** Opening Extracted data block **

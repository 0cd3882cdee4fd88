//! ASCII armor for key material.
//!
//! ```text
//! -----BEGIN GEODROP PUBLIC KEY-----
//! <base64, 64 characters per line>
//! -----END GEODROP PUBLIC KEY-----
//! ```

use base64::{engine::general_purpose::STANDARD, Engine as _};

use crate::error::{GeoDropError, GeoDropResult};

const LINE_WIDTH: usize = 64;

/// Armor `bytes` under `label`.
pub fn encode(label: &str, bytes: &[u8]) -> String {
    let body = STANDARD.encode(bytes);
    let mut out = format!("-----BEGIN {}-----\n", label);
    for chunk in body.as_bytes().chunks(LINE_WIDTH) {
        // base64 output is ASCII
        out.push_str(&String::from_utf8_lossy(chunk));
        out.push('\n');
    }
    out.push_str(&format!("-----END {}-----\n", label));
    out
}

/// Extract the bytes armored under `label`; text around the block is ignored.
pub fn decode(label: &str, text: &str) -> GeoDropResult<Vec<u8>> {
    let begin = format!("-----BEGIN {}-----", label);
    let end = format!("-----END {}-----", label);

    let mut lines = text.lines().map(str::trim);
    if !lines.any(|line| line == begin) {
        return Err(GeoDropError::InvalidKey(format!("missing '{}'", begin)));
    }

    let mut body = String::new();
    let mut closed = false;
    for line in lines {
        if line == end {
            closed = true;
            break;
        }
        body.push_str(line);
    }
    if !closed {
        return Err(GeoDropError::InvalidKey(format!("missing '{}'", end)));
    }

    STANDARD
        .decode(body.as_bytes())
        .map_err(|e| GeoDropError::InvalidKey(format!("bad base64: {}", e)))
}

** Closing Extracted data block **

_Work required_
Output the whole listing exactly.

_Solved exercise_
repository 0cd3882cdee4fd88
//! ASCII armor for key material.
//!
//! ```text
//! -----BEGIN GEODROP PUBLIC KEY-----
//! <base64, 64 characters per line>
//! -----END GEODROP PUBLIC KEY-----
//! ```

use base64::{engine::general_purpose::STANDARD, Engine as _};

use crate::error::{GeoDropError, GeoDropResult};

const LINE_WIDTH: usize = 64;

/// Armor `bytes` under `label`.
pub fn encode(label: &str, bytes: &[u8]) -> String {
    let body = STANDARD.encode(bytes);
    let mut out = format!("-----BEGIN {}-----\n", label);
    for chunk in body.as_bytes().chunks(LINE_WIDTH) {
        // base64 output is ASCII
        out.push_str(&String::from_utf8_lossy(chunk));
        out.push('\n');
    }
    out.push_str(&format!("-----END {}-----\n", label));
    out
}

/// Extract the bytes armored under `label`; text around the block is ignored.
pub fn decode(label: &str, text: &str) -> GeoDropResult<Vec<u8>> {
    let begin = format!("-----BEGIN {}-----", label);
    let end = format!("-----END {}-----", label);

    let mut lines = text.lines().map(str::trim);
    if !lines.any(|line| line == begin) {
        return Err(GeoDropError::InvalidKey(format!("missing '{}'", begin)));
    }

    let mut body = String::new();
    let mut closed = false;
    for line in lines {
        if line == end {
            closed = true;
            break;
        }
        body.push_str(line);
    }
    if !closed {
        return Err(GeoDropError::InvalidKey(format!("missing '{}'", end)));
    }

    STANDARD
        .decode(body.as_bytes())
        .map_err(|e| GeoDropError::InvalidKey(format!("bad base64: {}", e)))
}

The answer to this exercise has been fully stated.